◆ Assignment
Search through the entries for the word "captures" and copy every line that has it.

Recorded data
[Start of Attachment]

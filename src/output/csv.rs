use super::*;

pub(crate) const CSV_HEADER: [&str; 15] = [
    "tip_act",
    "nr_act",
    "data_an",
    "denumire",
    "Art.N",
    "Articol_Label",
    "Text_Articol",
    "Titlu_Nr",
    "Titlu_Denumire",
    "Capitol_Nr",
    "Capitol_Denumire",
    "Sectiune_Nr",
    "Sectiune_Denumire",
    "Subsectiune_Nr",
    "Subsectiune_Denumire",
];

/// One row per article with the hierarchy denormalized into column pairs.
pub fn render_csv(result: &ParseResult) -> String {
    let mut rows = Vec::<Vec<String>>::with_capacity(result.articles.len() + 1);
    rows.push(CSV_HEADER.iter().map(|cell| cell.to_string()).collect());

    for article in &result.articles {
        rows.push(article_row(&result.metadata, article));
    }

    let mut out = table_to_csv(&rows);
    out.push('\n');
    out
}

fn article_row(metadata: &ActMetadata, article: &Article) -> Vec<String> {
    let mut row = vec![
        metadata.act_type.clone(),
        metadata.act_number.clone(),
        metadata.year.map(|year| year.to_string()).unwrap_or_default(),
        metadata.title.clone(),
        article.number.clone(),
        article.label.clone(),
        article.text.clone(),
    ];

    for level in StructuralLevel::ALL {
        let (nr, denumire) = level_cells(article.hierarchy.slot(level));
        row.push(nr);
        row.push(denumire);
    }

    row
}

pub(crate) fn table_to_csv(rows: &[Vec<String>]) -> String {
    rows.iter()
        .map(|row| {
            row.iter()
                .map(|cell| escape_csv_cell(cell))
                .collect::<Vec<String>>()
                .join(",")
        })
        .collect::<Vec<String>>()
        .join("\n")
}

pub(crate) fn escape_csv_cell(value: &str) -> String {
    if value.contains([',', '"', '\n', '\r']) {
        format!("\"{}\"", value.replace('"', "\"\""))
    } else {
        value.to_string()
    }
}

[End of Attachment]
[Start of Attachment]

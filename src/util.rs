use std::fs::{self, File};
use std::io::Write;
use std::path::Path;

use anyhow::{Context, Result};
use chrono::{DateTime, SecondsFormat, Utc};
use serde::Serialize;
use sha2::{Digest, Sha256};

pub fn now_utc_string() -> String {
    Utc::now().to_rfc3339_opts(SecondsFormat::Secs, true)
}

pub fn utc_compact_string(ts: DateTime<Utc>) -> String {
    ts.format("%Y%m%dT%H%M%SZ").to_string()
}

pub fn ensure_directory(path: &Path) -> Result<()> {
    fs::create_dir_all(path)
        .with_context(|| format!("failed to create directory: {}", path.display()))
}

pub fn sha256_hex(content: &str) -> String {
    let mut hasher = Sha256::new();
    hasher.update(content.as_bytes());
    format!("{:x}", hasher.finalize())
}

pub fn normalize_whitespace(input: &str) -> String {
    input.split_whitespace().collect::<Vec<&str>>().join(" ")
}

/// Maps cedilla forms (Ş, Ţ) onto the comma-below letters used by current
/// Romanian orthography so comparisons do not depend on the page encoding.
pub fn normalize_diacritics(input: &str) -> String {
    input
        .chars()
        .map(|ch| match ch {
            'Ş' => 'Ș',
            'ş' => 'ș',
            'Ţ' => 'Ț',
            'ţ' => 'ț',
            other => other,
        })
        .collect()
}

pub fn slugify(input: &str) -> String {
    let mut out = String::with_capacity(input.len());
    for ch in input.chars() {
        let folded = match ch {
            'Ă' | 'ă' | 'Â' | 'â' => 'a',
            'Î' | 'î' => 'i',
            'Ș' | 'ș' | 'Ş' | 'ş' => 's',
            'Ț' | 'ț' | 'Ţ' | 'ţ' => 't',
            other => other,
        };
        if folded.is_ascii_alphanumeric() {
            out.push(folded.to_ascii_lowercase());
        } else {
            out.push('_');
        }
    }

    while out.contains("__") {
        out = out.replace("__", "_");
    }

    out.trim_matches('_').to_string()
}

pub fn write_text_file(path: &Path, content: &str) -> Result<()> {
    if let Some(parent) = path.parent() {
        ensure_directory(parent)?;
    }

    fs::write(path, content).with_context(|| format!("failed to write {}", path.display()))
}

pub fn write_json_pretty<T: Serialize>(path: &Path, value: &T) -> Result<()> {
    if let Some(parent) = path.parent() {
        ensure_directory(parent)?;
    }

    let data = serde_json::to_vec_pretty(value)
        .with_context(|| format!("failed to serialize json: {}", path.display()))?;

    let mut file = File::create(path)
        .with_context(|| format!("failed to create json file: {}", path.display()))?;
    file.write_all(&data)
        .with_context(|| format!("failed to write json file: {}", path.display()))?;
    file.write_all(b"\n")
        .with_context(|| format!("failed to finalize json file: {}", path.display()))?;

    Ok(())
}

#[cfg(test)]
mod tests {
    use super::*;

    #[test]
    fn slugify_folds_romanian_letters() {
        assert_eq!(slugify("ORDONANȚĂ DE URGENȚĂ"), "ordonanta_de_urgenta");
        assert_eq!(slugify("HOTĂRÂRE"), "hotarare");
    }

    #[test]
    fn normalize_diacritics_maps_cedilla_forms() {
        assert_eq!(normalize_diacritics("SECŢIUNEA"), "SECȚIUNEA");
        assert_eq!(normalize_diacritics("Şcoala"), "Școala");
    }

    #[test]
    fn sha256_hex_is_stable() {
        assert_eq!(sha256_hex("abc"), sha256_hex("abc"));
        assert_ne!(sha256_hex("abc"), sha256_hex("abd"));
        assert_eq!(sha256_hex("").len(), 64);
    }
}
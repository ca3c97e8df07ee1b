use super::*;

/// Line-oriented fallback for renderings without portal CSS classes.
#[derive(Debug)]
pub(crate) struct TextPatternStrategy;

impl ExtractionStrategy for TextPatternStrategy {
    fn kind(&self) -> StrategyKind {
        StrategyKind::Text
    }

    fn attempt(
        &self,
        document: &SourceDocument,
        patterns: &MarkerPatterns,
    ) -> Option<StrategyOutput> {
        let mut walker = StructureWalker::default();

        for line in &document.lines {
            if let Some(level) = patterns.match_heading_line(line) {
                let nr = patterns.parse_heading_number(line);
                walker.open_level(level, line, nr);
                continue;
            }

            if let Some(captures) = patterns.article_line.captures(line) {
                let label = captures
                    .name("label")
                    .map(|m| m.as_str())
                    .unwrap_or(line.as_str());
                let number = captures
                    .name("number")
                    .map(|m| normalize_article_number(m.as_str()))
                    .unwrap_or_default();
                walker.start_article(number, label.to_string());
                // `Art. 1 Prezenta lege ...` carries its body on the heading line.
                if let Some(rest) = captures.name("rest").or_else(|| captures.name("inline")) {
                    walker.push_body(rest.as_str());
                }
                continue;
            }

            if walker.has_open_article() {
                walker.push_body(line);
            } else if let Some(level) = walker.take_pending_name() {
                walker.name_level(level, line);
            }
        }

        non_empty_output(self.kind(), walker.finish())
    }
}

[End of Attachment]

◆ Task result
            if let Some(captures) = patterns.article_line.captures(line) {
                let label = captures
                let number = captures
                if let Some(rest) = captures.name("rest").or_else(|| captures.name("inline")) {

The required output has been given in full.